Уже вечером следующего дня Дон Жуан и его попутчик приземлились в Дамаске. Так, во всяком случае, он рассказывал мне через неделю. Само собой, мне не дозволялось спрашивать, каким образом они туда попали. Я и не спрашивал. Достаточно было, что это показалось мне реальным. И я не спрашивал также, где Дон Жуан ночевал в Дамаске и где его слуга. Это отдавалось на волю моему воображению, как впоследствии и при рассказе об остальных местах пребывания. Но мне и не требовалось никакого воображения, оно только помешало бы мне слушать, и сирийская сводка погоды по Дамаску тоже меня нисколько не интересовала: и так было ясно, что майский воздух и там густо насыщен летящим тополиным пухом, и я уже предвидел в продолжении рассказа, как он катится по красно-желтой земле и цепляется за красно-желтые стены, камень которых теряет при его полете свою тяжеловесность.
У Дон Жуана не было сомнений, что уже вечером, в день прибытия в Дамаск, ему снова повстречается женщина. Грядущее время, ничем не ограниченное по продолжительности, было временем женщин, и одна женщина будет теперь сменять другую. Пока он вязался за кавказской невестой — но не сказал «связался с нею», — он обратил на себя внимание тех особенных женщин, о которых и пойдет дальше речь в его рассказе. И дело тут было не в нюхе, как в этом уверял его слуга, ставший тем временем поверенным в его делах и произнесший целую тираду против женского люда (о чем чуть позже). «Они за семь верст чуют, когда к ним приближается тот, кого можно заполучить». И то, что они и учуяли в нем того, кого давно отчаялись дождаться, коренилось в его совершенно новой, нет, вообще впервые в жизни проснувшейся готовности откликнуться на их призыв, что и вызывало в женщинах принципиально иное чувство, чем примитивное стремление к адюльтеру, как прежде, тем более что эта готовность гармонировала к тому же еще с очевидной покладистостью и в придачу с беззаботностью и веселой бесшабашностью, мгновенно зажигавшей каждую женщину той недели, делая ее чуть наглой и, бесспорно, отчаянно смелой.
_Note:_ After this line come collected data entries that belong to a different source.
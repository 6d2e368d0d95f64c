use std::time::Instant;

use ratatui::prelude::*;
use ratatui::widgets::{Block, Borders, Clear, Padding, Paragraph};
use unicode_width::UnicodeWidthChar;

use crate::app::{Focus, Model};
use crate::clipboard::CopyMode;
use crate::editor::{EditorBuffer, MarkdownToken};

use super::{LIST_WIDTH_PERCENT, PREVIEW_LEFT_PADDING, overlays, status, style};

/// Screen areas of the main panes.
#[derive(Debug, Clone, Copy, PartialEq, Eq)]
pub struct PaneLayout {
    pub list: Rect,
    pub editor: Rect,
    pub preview: Option<Rect>,
    pub toast: Option<Rect>,
    pub status: Rect,
}

/// Split the terminal into list, editor, preview and footer rows.
pub fn pane_layout(area: Rect, preview_visible: bool, toast_active: bool) -> PaneLayout {
    let footer_rows = 1 + u16::from(toast_active);
    let main = Rect {
        height: area.height.saturating_sub(footer_rows),
        ..area
    };
    let status = Rect {
        y: area.y + area.height.saturating_sub(1),
        height: area.height.min(1),
        ..area
    };
    let toast = toast_active.then(|| Rect {
        y: area.y + area.height.saturating_sub(2),
        height: area.height.saturating_sub(1).min(1),
        ..area
    });

    let columns = Layout::default()
        .direction(Direction::Horizontal)
        .constraints([
            Constraint::Percentage(LIST_WIDTH_PERCENT),
            Constraint::Percentage(100 - LIST_WIDTH_PERCENT),
        ])
        .split(main);
    let (editor, preview) = if preview_visible {
        let right = Layout::default()
            .direction(Direction::Horizontal)
            .constraints([Constraint::Percentage(50), Constraint::Percentage(50)])
            .split(columns[1]);
        (right[0], Some(right[1]))
    } else {
        (columns[1], None)
    };

    PaneLayout {
        list: columns[0],
        editor,
        preview,
        toast,
        status,
    }
}

/// Rows available for prompt text inside the editor pane.
pub const fn editor_text_height(editor: Rect) -> u16 {
    // borders plus the toolbar row
    editor.height.saturating_sub(3)
}

/// Columns available for rendered markdown inside the preview pane.
pub const fn preview_content_width(preview: Rect) -> u16 {
    let width = preview.width.saturating_sub(2 + PREVIEW_LEFT_PADDING);
    if width == 0 { 1 } else { width }
}

/// Rows available for rendered markdown inside the preview pane.
pub const fn preview_content_height(preview: Rect) -> u16 {
    // borders plus the copy button row
    preview.height.saturating_sub(3)
}

/// Index of the first entry shown in the list pane.
pub fn list_scroll_start(list: Rect, selected: usize) -> usize {
    let visible = usize::from(list.height.saturating_sub(2)).max(1);
    selected.saturating_sub(visible - 1)
}

/// List row (relative to the first entry row) under screen row `row`.
pub fn list_row_at(list: Rect, row: u16) -> Option<usize> {
    let first = list.y + 1;
    let last = list.y + list.height.saturating_sub(1);
    (row >= first && row < last).then(|| usize::from(row - first))
}

/// Render the complete UI.
pub fn render(model: &Model, frame: &mut Frame) {
    let area = frame.area();
    let layout = pane_layout(area, model.preview_visible, model.active_toast().is_some());

    render_list(model, frame, layout.list);
    render_editor(model, frame, layout.editor);
    if let Some(preview_area) = layout.preview {
        render_preview(model, frame, preview_area);
    }

    if let Some(toast_area) = layout.toast {
        status::render_toast_bar(model, frame, toast_area);
    }
    status::render_status_bar(model, frame, layout.status);

    if model.help_visible {
        overlays::render_help_overlay(model, frame, area);
    } else if let Some(overlay) = &model.overlay {
        overlays::render_dialog(overlay, frame, area);
    }
}

fn pane_block(title: String, focused: bool) -> Block<'static> {
    Block::default()
        .title(title)
        .borders(Borders::ALL)
        .border_style(if focused {
            Style::default().fg(Color::Yellow)
        } else {
            Style::default()
        })
}

fn render_list(model: &Model, frame: &mut Frame, area: Rect) {
    let block = pane_block(
        format!("Prompts ({})", model.document.len()),
        model.focus == Focus::List,
    );

    if model.document.is_empty() {
        let hint = if model.file_path.is_none() {
            "Open a JSON file to get started (Ctrl+O)"
        } else {
            "No prompts yet. Press a to add one"
        };
        let placeholder = Paragraph::new(hint)
            .style(style::placeholder_style())
            .wrap(ratatui::widgets::Wrap { trim: true })
            .block(block);
        frame.render_widget(placeholder, area);
        return;
    }

    let visible_rows = usize::from(area.height.saturating_sub(2));
    let start = list_scroll_start(area, model.selected);
    let items: Vec<Line> = model
        .document
        .keys()
        .enumerate()
        .skip(start)
        .take(visible_rows)
        .map(|(i, key)| {
            let is_selected = i == model.selected;
            let marker = if is_selected { ">" } else { " " };
            let line_style = if is_selected {
                style::selected_entry_style(model.focus == Focus::List)
            } else {
                Style::default()
            };
            Line::styled(format!("{marker} {key}"), line_style)
        })
        .collect();

    frame.render_widget(Paragraph::new(items).block(block), area);
}

fn render_editor(model: &Model, frame: &mut Frame, area: Rect) {
    let key = model.selected_key();
    let attached = key.and_then(|k| model.editor_for(k));
    let title = key.map_or_else(|| "Editor".to_string(), |k| format!("Edit: {k}"));
    let block = pane_block(title, model.focus == Focus::Editor);
    let inner = block.inner(area);
    frame.render_widget(Clear, area);
    frame.render_widget(block, area);

    let Some(key) = key else {
        return;
    };
    if inner.height == 0 {
        return;
    }

    let toolbar_area = Rect { height: 1, ..inner };
    let text_area = Rect {
        y: inner.y + 1,
        height: inner.height.saturating_sub(1),
        ..inner
    };
    frame.render_widget(
        Paragraph::new(toolbar_line(attached.is_some())),
        toolbar_area,
    );

    let content = match attached {
        Some(editor) => editor_lines(
            &editor.buffer,
            editor.scroll_offset,
            text_area.height,
            text_area.width,
        ),
        None => model
            .document
            .get(key)
            .unwrap_or_default()
            .lines()
            .take(usize::from(text_area.height))
            .map(|line| Line::raw(line.to_string()))
            .collect(),
    };
    frame.render_widget(Paragraph::new(content), text_area);
}

fn toolbar_line(active: bool) -> Line<'static> {
    let label_style = style::toolbar_label_style(active);
    let key_style = style::toolbar_key_style();
    let mut spans = Vec::new();
    for (i, token) in MarkdownToken::ALL.iter().enumerate() {
        if i > 0 {
            spans.push(Span::styled(" │ ", key_style));
        }
        spans.push(Span::styled(token.label(), label_style));
        spans.push(Span::styled(format!(" {}", token.shortcut()), key_style));
    }
    Line::from(spans)
}

/// Render buffer lines with the cursor and selection highlighted.
///
/// Lines are not wrapped; the view shifts horizontally so the cursor column
/// stays visible.
fn editor_lines(
    buf: &EditorBuffer,
    scroll_offset: usize,
    height: u16,
    width: u16,
) -> Vec<Line<'static>> {
    let cursor = buf.cursor();
    let cursor_offset = buf.cursor_offset();
    let (sel_start, sel_end) = buf.selection_offsets();
    let cursor_line = buf.line_at(cursor.line).unwrap_or_default();
    let cursor_col: usize = cursor_line
        .chars()
        .take(cursor.col)
        .map(|c| c.width().unwrap_or(0))
        .sum();
    let h_offset = cursor_col.saturating_sub(usize::from(width.saturating_sub(1)));

    let total_lines = buf.line_count();
    let end = (scroll_offset + usize::from(height)).min(total_lines);
    let mut content = Vec::new();
    for line_idx in scroll_offset..end {
        let text = buf.line_at(line_idx).unwrap_or_default();
        let range = buf.line_char_range(line_idx);
        let mut spans: Vec<Span<'static>> = Vec::new();
        let mut col = 0usize;
        let mut push = |s: String, st: Style| {
            if let Some(last) = spans.last_mut()
                && last.style == st
            {
                last.content.to_mut().push_str(&s);
            } else {
                spans.push(Span::styled(s, st));
            }
        };

        for (i, ch) in text.chars().enumerate() {
            let offset = range.start + i;
            let ch_width = ch.width().unwrap_or(0);
            let visible = col >= h_offset;
            col += ch_width;
            if !visible {
                continue;
            }
            let ch_style = if offset == cursor_offset {
                style::cursor_style()
            } else if offset >= sel_start && offset < sel_end {
                style::selection_style()
            } else {
                Style::default()
            };
            push(ch.to_string(), ch_style);
        }
        if line_idx == cursor.line && cursor_offset == range.end {
            push(" ".to_string(), style::cursor_style());
        }
        content.push(Line::from(spans));
    }
    content
}

fn render_preview(model: &Model, frame: &mut Frame, area: Rect) {
    let block = pane_block("Preview".to_string(), false);
    let inner = block.inner(area);
    frame.render_widget(Clear, area);
    frame.render_widget(block, area);

    let Some(key) = model.selected_key() else {
        return;
    };
    if inner.height == 0 {
        return;
    }

    let buttons_area = Rect { height: 1, ..inner };
    let content_area = Rect {
        y: inner.y + 1,
        height: inner.height.saturating_sub(1),
        ..inner
    };

    let now = Instant::now();
    let mut buttons = Vec::new();
    for (mode, hint) in [(CopyMode::JsonSafe, "c"), (CopyMode::Formatted, "C")] {
        if !buttons.is_empty() {
            buttons.push(Span::raw("  "));
        }
        if model.copy_flash_active(key, mode, now) {
            buttons.push(Span::styled("✓ Copied!", style::copied_style()));
        } else {
            buttons.push(Span::styled(format!("[{hint}] "), style::toolbar_key_style()));
            buttons.push(Span::styled(mode.label(), style::toolbar_label_style(true)));
        }
    }
    frame.render_widget(Paragraph::new(Line::from(buttons)), buttons_area);

    let preview = model.preview();
    let height = usize::from(content_area.height);
    let max_start = preview.line_count().saturating_sub(height);
    let start = model.preview_scroll.min(max_start);
    let content: Vec<Line> = preview
        .visible_lines(start, height)
        .iter()
        .map(|line| {
            let line_style = style::style_for_line_type(line.line_type());
            match line.spans() {
                Some(spans) => Line::from(
                    spans
                        .iter()
                        .map(|span| {
                            Span::styled(
                                span.text().to_string(),
                                style::style_for_inline(line_style, span.style()),
                            )
                        })
                        .collect::<Vec<_>>(),
                ),
                None => Line::styled(line.content().to_string(), line_style),
            }
        })
        .collect();

    let doc = Paragraph::new(content).block(Block::default().padding(Padding::left(
        PREVIEW_LEFT_PADDING,
    )));
    frame.render_widget(doc, content_area);
}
А что в течение всей недели безотказно действовало на каждую женщину, так это удивительная синхронность Дон Жуана с каждой из них — той другой, которая, однако, с первого момента начинала воспринимать себя уже не как другая для него, равно как и его, чужого мужчину, не как другого для себя. Если уж женщина чему и доверяла, то этой синхронности чувств. Вот на что уж можно положиться: в течение ближайших моментов жизни они двое будут постоянно во всем синхронны друг другу, чувствовать и действовать согласно, сообща, заодно. Ее жесты и движения станут его жестами. Она и он будут обладать единым чувством времени. В Дон Жуане — если она и придумывала для него другое имя, что естественно, — женщина встретила своего, отвечающего по духу ее времени, мужчину. Чего она при этом не знала и чего ей и не следовало знать, так это то, что первопричиной покладистости, равно как и беззаботности, исходившей от Дон Жуана и покорившей ее, была его нескончаемая печаль. Годы его скорби и траура еще не закончились. Каждая связь с женщиной только обостряла его горе, вызванное потерей самого близкого человека, делала его ощутимей как никогда прежде.
О встрече с женщиной из Дамаска Дон Жуан рассказывал меньше, чем о ее предшественнице с Кавказа, и о каждой последующей еще меньше и меньше. Всего лишь так это случилось в зале танцующих дервишей в Большой мечети, название которой он никак не мог вспомнить, — я мог бы помочь ему, но робел присоединить свой голос к его, голосу рассказчика, а кроме того, название мечети оказалось бы для этого маленького эпизода непомерно великим; Большая мечеть Дамаска — вполне достаточно, как и для определения остальных мест действия также вполне хватало всего-то и сказать: цитадель в анклаве Сеута в Северной Африке — на причале во фьорде под Бергеном в Норвегии — и так далее.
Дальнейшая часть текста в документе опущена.